The carrier is the last airline still offering empty middle seats—but not for much longer.
During the pandemic several airlines started blocking middle seats so that travelers could have a little extra space between themselves and others—to remain somewhat socially distant when flying. They included Southwest Airlines, Hawaiian Airlines, Alaska Airlines, and Delta Air Lines.
But one by one, as demand for air travel slowly inched up, the carriers began selling middle seats again—except for one, Delta. Now, Delta too is giving up on the practice.
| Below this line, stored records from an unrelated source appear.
impl StorageConfig {
    pub fn validate(&self) -> Vec<ValidationError> {
        let mut errors = Vec::new();

        if self.path.as_os_str().is_empty() {
            errors.push(ValidationError::new(
                "storage.path",
                "database path cannot be empty",
            ));
        }
        if self.reset_retention_days == 0 {
            errors.push(ValidationError::new(
                "storage.reset_retention_days",
                "retention must be at least 1 day",
            ));
        }

        errors
    }
}

/// Configuration errors.
#[derive(Debug, thiserror::Error)]
#[non_exhaustive]
pub enum ConfigError {
    #[error("Failed to read config file {path}: {source}")]
    Read {
        path: PathBuf,
        source: std::io::Error,
    },
    #[error("Failed to parse config file {path}: {source}")]
    Parse {
        path: PathBuf,
        source: toml::de::Error,
    },
    #[error("Failed to serialize config: {0}")]
    Serialize(toml::ser::Error),
    #[error("Failed to write config file {path}: {source}")]
    Write {
        path: PathBuf,
        source: std::io::Error,
    },
    #[error("Configuration validation failed:\n{}", format_validation_errors(.0))]
    Validation(Vec<ValidationError>),
}

/// A single validation error with context.
#[derive(Debug, Clone, PartialEq, Eq)]
pub struct ValidationError {
    /// The field path (e.g., `link.retry_attempts` or `device.name_prefixes[0]`).
    pub field: String,
    /// Description of the validation failure.
    pub message: String,
}

impl ValidationError {
    fn new(field: impl Into<String>, message: impl Into<String>) -> Self {
        Self {
            field: field.into(),
            message: message.into(),
        }
    }
}

impl std::fmt::Display for ValidationError {
    fn fmt(&self, f: &mut std::fmt::Formatter<'_>) -> std::fmt::Result {
        write!(f, "{}: {}", self.field, self.message)
    }
}

fn format_validation_errors(errors: &[ValidationError]) -> String {
    errors
        .iter()
        .map(|e| format!("  - {}", e))
        .collect::<Vec<_>>()
        .join("\n")
}

/// Default configuration file path.
pub fn default_config_path() -> PathBuf {
    dirs::config_dir()
        .unwrap_or_else(|| PathBuf::from("."))
        .join("wishring")
        .join("config.toml")
}

#[cfg(test)]
mod tests {
    use super::*;

    #[test]
    fn test_config_default() {
        let config = Config::default();
        assert_eq!(config.device.address, None);
        assert_eq!(config.device.name_prefixes, vec!["WISH_RING", "WishRing", "MRD"]);
        assert_eq!(config.link.retry_attempts, 3);
        assert_eq!(config.counter.default_target_count, 1000);
        assert_eq!(config.counter.reset_policy, ResetPolicy::LogOnly);
        assert_eq!(config.storage.path, wishring_store::default_db_path());
        assert_eq!(config.storage.reset_retention_days, 30);
    }

    #[test]
    fn test_default_config_validates() {
        assert!(Config::default().validate().is_ok());
    }

    #[test]
    fn test_default_config_path() {
        assert!(default_config_path().ends_with("wishring/config.toml"));
    }

    #[test]
    fn test_partial_toml_uses_defaults() {
        let toml = r#"
            [device]
            address = "AA:BB:CC:DD:EE:FF"

            [counter]
            reset_policy = "log_and_zero"
        "#;
        let config: Config = toml::from_str(toml).unwrap();
        assert_eq!(config.device.address.as_deref(), Some("AA:BB:CC:DD:EE:FF"));
        assert_eq!(config.device.name_prefixes.len(), 3);
        assert_eq!(config.counter.reset_policy, ResetPolicy::LogAndZero);
        assert_eq!(config.link, LinkSettings::default());
    }

    #[test]
    fn test_config_save_and_load() {
        let temp_dir = tempfile::tempdir().unwrap();
        let config_path = temp_dir.path().join("nested").join("config.toml");

        let mut config = Config::default();
        config.device.address = Some("11:22:33:44:55:66".to_string());
        config.link.retry_attempts = 5;
        config.counter.default_wish_text = "Breathe".to_string();
        config.storage.path = PathBuf::from("/tmp/wishring-test.db");

        config.save(&config_path).unwrap();
        let loaded = Config::load(&config_path).unwrap();
        assert_eq!(loaded, config);
    }

    #[test]
    fn test_config_load_nonexistent() {
        let result = Config::load("/nonexistent/path/config.toml");
        assert!(matches!(result, Err(ConfigError::Read { .. })));
    }

    #[test]
    fn test_config_load_invalid_toml() {
        let temp_dir = tempfile::tempdir().unwrap();
        let config_path = temp_dir.path().join("invalid.toml");
        std::fs::write(&config_path, "this is not valid { toml").unwrap();

        let result = Config::load(&config_path);
        assert!(matches!(result, Err(ConfigError::Parse { .. })));
    }

    #[test]
    fn test_load_validated_rejects_bad_values() {
        let temp_dir = tempfile::tempdir().unwrap();
        let config_path = temp_dir.path().join("bad.toml");
        std::fs::write(&config_path, "[storage]\nreset_retention_days = 0\n").unwrap();

        match Config::load_validated(&config_path) {
            Err(ConfigError::Validation(errors)) => {
                assert_eq!(errors.len(), 1);
                assert_eq!(errors[0].field, "storage.reset_retention_days");
            }
            other => panic!("expected validation error, got {:?}", other),
        }
    }

    #[test]
    fn test_device_validation() {
        let config = DeviceConfig {
            address: Some("  ".to_string()),
            name_prefixes: vec!["WishRing".to_string(), String::new()],
        };
        let fields: Vec<_> = config.validate().into_iter().map(|e| e.field).collect();
        assert_eq!(fields, vec!["device.address", "device.name_prefixes[1]"]);

        let no_prefixes = DeviceConfig {
            address: None,
            name_prefixes: Vec::new(),
        };
        assert_eq!(no_prefixes.validate().len(), 1);
    }

    #[test]
    fn test_link_validation() {
        let settings = LinkSettings {
            scan_timeout_secs: 0,
            initial_retry_delay_ms: 5_000,
            max_retry_delay_ms: 1_000,
            retry_attempts: 50,
            ..Default::default()
        };
        let fields: Vec<_> = settings.validate().into_iter().map(|e| e.field).collect();
        assert_eq!(
            fields,
            vec![
                "link.scan_timeout_secs",
                "link.max_retry_delay_ms",
                "link.retry_attempts"
            ]
        );
    }

    #[test]
    fn test_counter_validation() {
        let unreachable = CounterConfig {
            default_target_count: 500,
            max_daily_count: 100,
            ..Default::default()
        };
        let errors = unreachable.validate();
        assert_eq!(errors.len(), 1);
        assert!(errors[0].message.contains("never be reached"));

        let long_text = CounterConfig {
            default_wish_text: "x".repeat(MAX_WISH_TEXT_LEN + 1),
            ..Default::default()
        };
        assert_eq!(long_text.validate()[0].field, "counter.default_wish_text");

        let blank = CounterConfig {
            default_wish_text: "   ".to_string(),
            ..Default::default()
        };
        assert!(blank.validate()[0].message.contains("cannot be empty"));
    }

    #[test]
    fn test_validation_error_display() {
        let mut config = Config::default();
        config.counter.max_daily_count = 0;
        config.storage.path = PathBuf::new();

        let err = config.validate().unwrap_err();
        let display = err.to_string();
        assert!(display.contains("counter.max_daily_count"));
        assert!(display.contains("storage.path"));
    }

    #[test]
    fn test_core_config_conversion() {
        let mut config = Config::default();
        config.device.address = Some("AA:BB".to_string());
        config.link.connection_timeout_secs = 20;
        config.link.retry_attempts = 1;
        config.storage.reset_retention_days = 7;

        let link = config.link_config();
        assert_eq!(link.connection_timeout, Duration::from_secs(20));
        assert_eq!(link.reconnect.max_attempts, 1);
        assert_eq!(link.filter.address.as_deref(), Some("AA:BB"));
        assert!(link.validate().is_ok());

        let engine = config.engine_config();
        assert_eq!(engine.reset_retention, time::Duration::days(7));
        assert!(engine.validate().is_ok());
    }
}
“With inoculations rising and travelers telling us they’re ready to return to Delta, today we’re making a number of changes to our service to meet our customers’ needs. . . . Those steps include unblocking the middle seat and allowing customers to book any seat on our planes effective May 1,” Delta CEO Ed Bastian said in a March 31 statement.
Southwest, which had been limiting the number of seats sold on flights so that passengers could maintain some distance, resumed selling all available seats on December 1, 2020. Seat blocking on Hawaiian Airlines flights ended on December 15, 2020, and Alaska stopped blocking middle seats on January 6, 2021.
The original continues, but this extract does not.